Russell,

I think your exception logging policy is good. I spoke to Glen the other
week about FFDC, so it may be worth mentioning this concept for anyone who
is not familiar with it.

FFDC is "first failure data capture". The principle is that when an error
is detected that is likely to be due to a bug, then full diagnostics should
be created to enable debugging *without* having to reproduce the failing
scenario. A typical example is where the state of an object has become
'broken', i.e. certain invariants are no longer true.

This is a "bread and butter" for certain types of system software. For
instance, some systems, when they encounter such an error, issue an
operator message, make a log entry (regardless of whether normal activity
is being logged), atomically dump the contents of the current address space
to disk for offline analysis, and throw an exception to the caller. There
is typically a convention so that callers know whether a particular
exception has already resulted in FFDC, as doing FFDC multiple times can
sometimes cause difficulties. (Other kinds of error may occur in normal
usage and these just result in an exception being thrown to the caller who
is then responsible for FFDC if  necessary.)
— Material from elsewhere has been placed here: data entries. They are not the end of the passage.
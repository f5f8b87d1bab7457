//! Influence volumes: the regions within which a light probe's environment data is valid.

use core::fmt;

use euclid::vec3;
use manyfmt::Refmt as _;

/// Acts as polyfill for float methods
#[cfg(not(feature = "std"))]
#[allow(unused_imports)]
use num_traits::float::Float as _;

use crate::camera::Camera;
use crate::light::{LightParameterError, check_nonnegative};
use crate::math::{
    Aab, Bound, Coordinate, Plane, ScaledRigid, Sphere, UniformMatrix, WorldPoint, WorldRotation,
    WorldVector,
};
use crate::util::{ConciseDebug, Scratch};

#[cfg(test)]
mod tests;

/// The shape of an [`InfluenceVolume`], without its parameters.
#[derive(Clone, Copy, Debug, Default, Eq, Hash, PartialEq)]
#[expect(clippy::exhaustive_enums)]
pub enum AreaType {
    /// See [`SphereVolume`].
    #[default]
    Spherical,
    /// See [`OrientedBoxVolume`].
    OrientedBox,
}

/// The region within which a light probe's environment data is valid.
#[derive(Clone, Debug, PartialEq)]
#[expect(clippy::exhaustive_enums)]
pub enum InfluenceVolume {
    /// A sphere.
    Sphere(SphereVolume),
    /// A box which may be rotated and stretched.
    OrientedBox(OrientedBoxVolume),
}

impl InfluenceVolume {
    /// Constructs a volume of the given shape with the given center and radius.
    ///
    /// An oriented box is given a uniform scale equal to `radius`, and no rotation.
    #[inline]
    pub fn new(
        area_type: AreaType,
        center: WorldPoint,
        radius: Coordinate,
    ) -> Result<Self, LightParameterError> {
        Ok(match area_type {
            AreaType::Spherical => Self::Sphere(SphereVolume::new(center, radius)?),
            AreaType::OrientedBox => Self::OrientedBox(OrientedBoxVolume::new(
                center,
                vec3(radius, radius, radius),
                WorldRotation::identity(),
            )?),
        })
    }

    /// Returns the shape of this volume.
    #[inline]
    pub fn area_type(&self) -> AreaType {
        match self {
            Self::Sphere(_) => AreaType::Spherical,
            Self::OrientedBox(_) => AreaType::OrientedBox,
        }
    }

    /// Returns the center of the volume.
    #[inline]
    pub fn center(&self) -> WorldPoint {
        match self {
            Self::Sphere(v) => v.center(),
            Self::OrientedBox(v) => v.center(),
        }
    }

    /// Moves the volume, keeping its size and orientation.
    #[inline]
    pub fn set_center(&mut self, center: WorldPoint) {
        match self {
            Self::Sphere(v) => v.set_center(center),
            Self::OrientedBox(v) => v.set_center(center),
        }
    }

    /// Returns the radius: for a sphere, its radius; for an oriented box, its largest
    /// half-extent.
    #[inline]
    pub fn radius(&self) -> Coordinate {
        match self {
            Self::Sphere(v) => v.radius(),
            Self::OrientedBox(v) => v.radius(),
        }
    }

    /// Sets the radius: for a sphere, its radius; for an oriented box, all three
    /// half-extents.
    ///
    /// Returns an error, leaving the volume unchanged, if `radius` is negative or NaN.
    #[inline]
    pub fn set_radius(&mut self, radius: Coordinate) -> Result<(), LightParameterError> {
        match self {
            Self::Sphere(v) => v.set_radius(radius),
            Self::OrientedBox(v) => v.set_radius(radius),
        }
    }

    /// Returns the placement of the volume packed for shaders.
    #[inline]
    pub fn uniform_matrix(&self) -> UniformMatrix {
        match self {
            Self::Sphere(v) => v.uniform_matrix(),
            Self::OrientedBox(v) => v.uniform_matrix(),
        }
    }

    /// Returns whether the volume overlaps `aab`.
    #[inline]
    pub fn intersects_box(&self, aab: &Aab, scratch: &mut Scratch) -> bool {
        match self {
            Self::Sphere(v) => v.intersects_box(aab),
            Self::OrientedBox(v) => v.intersects_box(aab, scratch),
        }
    }

    /// Returns whether the volume overlaps `sphere`.
    #[inline]
    pub fn intersects_sphere(&self, sphere: &Sphere, scratch: &mut Scratch) -> bool {
        match self {
            Self::Sphere(v) => v.intersects_sphere(sphere),
            Self::OrientedBox(v) => v.intersects_sphere(sphere, scratch),
        }
    }

    /// Returns whether any of the volume may be within `camera`'s view.
    #[inline]
    pub fn intersects_frustum(&self, camera: &Camera, scratch: &mut Scratch) -> bool {
        match self {
            Self::Sphere(v) => v.intersects_frustum(camera),
            Self::OrientedBox(v) => v.intersects_frustum(camera, scratch),
        }
    }

    /// Returns whether the volume overlaps `bound`, whichever shape it is.
    #[inline]
    pub fn intersects_bound(&self, bound: &Bound, scratch: &mut Scratch) -> bool {
        match bound {
            Bound::Box(aab) => self.intersects_box(aab, scratch),
            Bound::Sphere(sphere) => self.intersects_sphere(sphere, scratch),
        }
    }
}

impl From<SphereVolume> for InfluenceVolume {
    #[inline]
    fn from(value: SphereVolume) -> Self {
        Self::Sphere(value)
    }
}

impl From<OrientedBoxVolume> for InfluenceVolume {
    #[inline]
    fn from(value: OrientedBoxVolume) -> Self {
        Self::OrientedBox(value)
    }
}

// -------------------------------------------------------------------------------------------------

/// A spherical [`InfluenceVolume`].
#[derive(Clone, PartialEq)]
pub struct SphereVolume {
    center: WorldPoint,
    radius: Coordinate,
    uniform_matrix: UniformMatrix,
}

impl SphereVolume {
    /// Constructs a sphere volume.
    ///
    /// Returns an error if `radius` is negative or NaN.
    #[inline]
    pub fn new(center: WorldPoint, radius: Coordinate) -> Result<Self, LightParameterError> {
        let mut volume = Self {
            center,
            radius: 0.0,
            uniform_matrix: UniformMatrix::from_translation(center),
        };
        volume.set_radius(radius)?;
        Ok(volume)
    }

    /// Returns the center.
    #[inline]
    pub fn center(&self) -> WorldPoint {
        self.center
    }

    /// Moves the sphere.
    #[inline]
    pub fn set_center(&mut self, center: WorldPoint) {
        self.center = center;
        self.uniform_matrix.set_translation(center);
    }

    /// Returns the radius.
    #[inline]
    pub fn radius(&self) -> Coordinate {
        self.radius
    }

    /// Sets the radius.
    ///
    /// Returns an error, leaving the volume unchanged, if `radius` is negative or NaN.
    #[inline]
    pub fn set_radius(&mut self, radius: Coordinate) -> Result<(), LightParameterError> {
        self.radius = check_nonnegative(radius, LightParameterError::NegativeExtent)?;
        self.uniform_matrix.set_scale(WorldVector::splat(self.radius));
        Ok(())
    }

    /// Returns the packing of an unrotated placement at the center, scaled by the radius
    /// on every axis.
    #[inline]
    pub fn uniform_matrix(&self) -> UniformMatrix {
        self.uniform_matrix
    }

    fn intersects_box(&self, aab: &Aab) -> bool {
        aab.intersects_sphere(self.center, self.radius)
    }

    fn intersects_sphere(&self, sphere: &Sphere) -> bool {
        sphere.intersects_sphere(self.center, self.radius)
    }

    fn intersects_frustum(&self, camera: &Camera) -> bool {
        camera.frustum().intersects_sphere(self.center, self.radius)
    }
}

impl fmt::Debug for SphereVolume {
    fn fmt(&self, f: &mut fmt::Formatter<'_>) -> fmt::Result {
        f.debug_struct("SphereVolume")
            .field("center", &self.center.refmt(&ConciseDebug))
            .field("radius", &self.radius)
            .finish()
    }
}

// -------------------------------------------------------------------------------------------------

/// An [`InfluenceVolume`] shaped like a box which may be rotated and stretched.
///
/// The box is the cube `[-1, 1]³` transformed by a [`ScaledRigid`]; the scale on each
/// axis is therefore the half-extent of the box along that axis.
#[derive(Clone, PartialEq)]
pub struct OrientedBoxVolume {
    transform: ScaledRigid,
    /// Derived from `transform` by [`Self::update_matrix()`], which every setter calls.
    uniform_matrix: UniformMatrix,
}

impl OrientedBoxVolume {
    /// Constructs an oriented box volume centered on `center`, with the given
    /// half-extents along its local axes, and those axes rotated by `rotation`.
    ///
    /// Returns an error if any extent is negative or NaN.
    #[inline]
    pub fn new(
        center: WorldPoint,
        extents: WorldVector,
        rotation: WorldRotation,
    ) -> Result<Self, LightParameterError> {
        let mut volume = Self::from_transform(ScaledRigid {
            translation: center.to_vector(),
            rotation,
            scale: vec3(1., 1., 1.),
        });
        volume.set_extents(extents)?;
        Ok(volume)
    }

    fn from_transform(transform: ScaledRigid) -> Self {
        let mut volume = Self {
            transform,
            uniform_matrix: UniformMatrix::IDENTITY,
        };
        volume.update_matrix();
        volume
    }

    fn update_matrix(&mut self) {
        self.uniform_matrix = UniformMatrix::from_scaled_rigid(&self.transform);
    }

    /// Returns the transform that places the unit cube.
    #[inline]
    pub fn transform(&self) -> &ScaledRigid {
        &self.transform
    }

    /// Returns the center.
    #[inline]
    pub fn center(&self) -> WorldPoint {
        self.transform.translation.to_point()
    }

    /// Moves the box.
    #[inline]
    pub fn set_center(&mut self, center: WorldPoint) {
        self.transform.translation = center.to_vector();
        self.update_matrix();
    }

    /// Returns the rotation of the box's axes.
    #[inline]
    pub fn rotation(&self) -> WorldRotation {
        self.transform.rotation
    }

    /// Rotates the box.
    #[inline]
    pub fn set_rotation(&mut self, rotation: WorldRotation) {
        self.transform.rotation = rotation;
        self.update_matrix();
    }

    /// Returns the half-extents along the box's local axes.
    #[inline]
    pub fn extents(&self) -> WorldVector {
        self.transform.scale
    }

    /// Sets the half-extents along the box's local axes.
    ///
    /// Returns an error, leaving the volume unchanged, if any extent is negative or NaN.
    #[inline]
    pub fn set_extents(&mut self, extents: WorldVector) -> Result<(), LightParameterError> {
        for extent in extents.to_array() {
            check_nonnegative(extent, LightParameterError::NegativeExtent)?;
        }
        self.transform.scale = extents;
        self.update_matrix();
        Ok(())
    }

    /// Returns the largest half-extent.
    #[inline]
    pub fn radius(&self) -> Coordinate {
        self.transform.max_scale()
    }

    /// Makes the box a cube whose half-extents are all `radius`.
    ///
    /// Returns an error, leaving the volume unchanged, if `radius` is negative or NaN.
    #[inline]
    pub fn set_radius(&mut self, radius: Coordinate) -> Result<(), LightParameterError> {
        self.set_extents(vec3(radius, radius, radius))
    }

    /// Returns the rotation, half-extents, and center packed for shaders.
    #[inline]
    pub fn uniform_matrix(&self) -> UniformMatrix {
        self.uniform_matrix
    }

    fn load_scaled_axes<'s>(&self, scratch: &'s mut Scratch) -> &'s [WorldVector; 3] {
        for (i, axis) in scratch.axes.iter_mut().enumerate() {
            *axis = self.uniform_matrix.scaled_axis(i);
        }
        &scratch.axes
    }

    /// Returns whether any part of the box is on the inner side of `plane`.
    ///
    /// The box's extent along the plane normal is the sum of the absolute projections
    /// of its scaled axes onto the normal.
    fn inside_plane(&self, plane: &Plane, axes: &[WorldVector; 3]) -> bool {
        let [a1, a2, a3] = axes;
        let n = plane.normal;
        let radius = a1.dot(n).abs() + a2.dot(n).abs() + a3.dot(n).abs();
        let distance = plane.pseudo_distance(self.center());
        distance >= -radius
    }

    fn intersects_box(&self, aab: &Aab, scratch: &mut Scratch) -> bool {
        let axes = *self.load_scaled_axes(scratch);
        aab.inward_planes()
            .iter()
            .all(|plane| self.inside_plane(plane, &axes))
    }

    fn intersects_sphere(&self, sphere: &Sphere, scratch: &mut Scratch) -> bool {
        let closest = self.closest_point(sphere.center, scratch);
        (closest - sphere.center).square_length() <= sphere.radius * sphere.radius
    }

    fn intersects_frustum(&self, camera: &Camera, scratch: &mut Scratch) -> bool {
        let axes = *self.load_scaled_axes(scratch);
        camera
            .frustum()
            .culling_order()
            .all(|plane| self.inside_plane(plane, &axes))
    }

    /// Returns the point of the box nearest to `point`.
    fn closest_point(&self, point: WorldPoint, scratch: &mut Scratch) -> WorldPoint {
        let [offset, closest, ..] = &mut scratch.vectors;
        *offset = point - self.center();
        *closest = self.transform.translation;
        let scale = self.transform.scale.to_array();
        for (axis, extent) in self.transform.rotation_axes().into_iter().zip(scale) {
            let distance = offset.dot(axis).clamp(-extent, extent);
            *closest += axis * distance;
        }
        closest.to_point()
    }
}

impl fmt::Debug for OrientedBoxVolume {
    fn fmt(&self, f: &mut fmt::Formatter<'_>) -> fmt::Result {
        f.debug_struct("OrientedBoxVolume")
            .field("transform", &self.transform)
            .finish_non_exhaustive()
    }
}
Many platforms do not have an atomic dump mechanism and this is not
supported by java, so the best we can do in Axis is to log the stack trace
from the exception.

The bottom line when coding error handling is to decide whether the error
is likely to be due to a bug, in which case full diagnostics need creating
right there and then, or whether the error is softer, in which case some
lower-level diagnostics can be created and the caller is left to decide
whether this requires full diagnostics.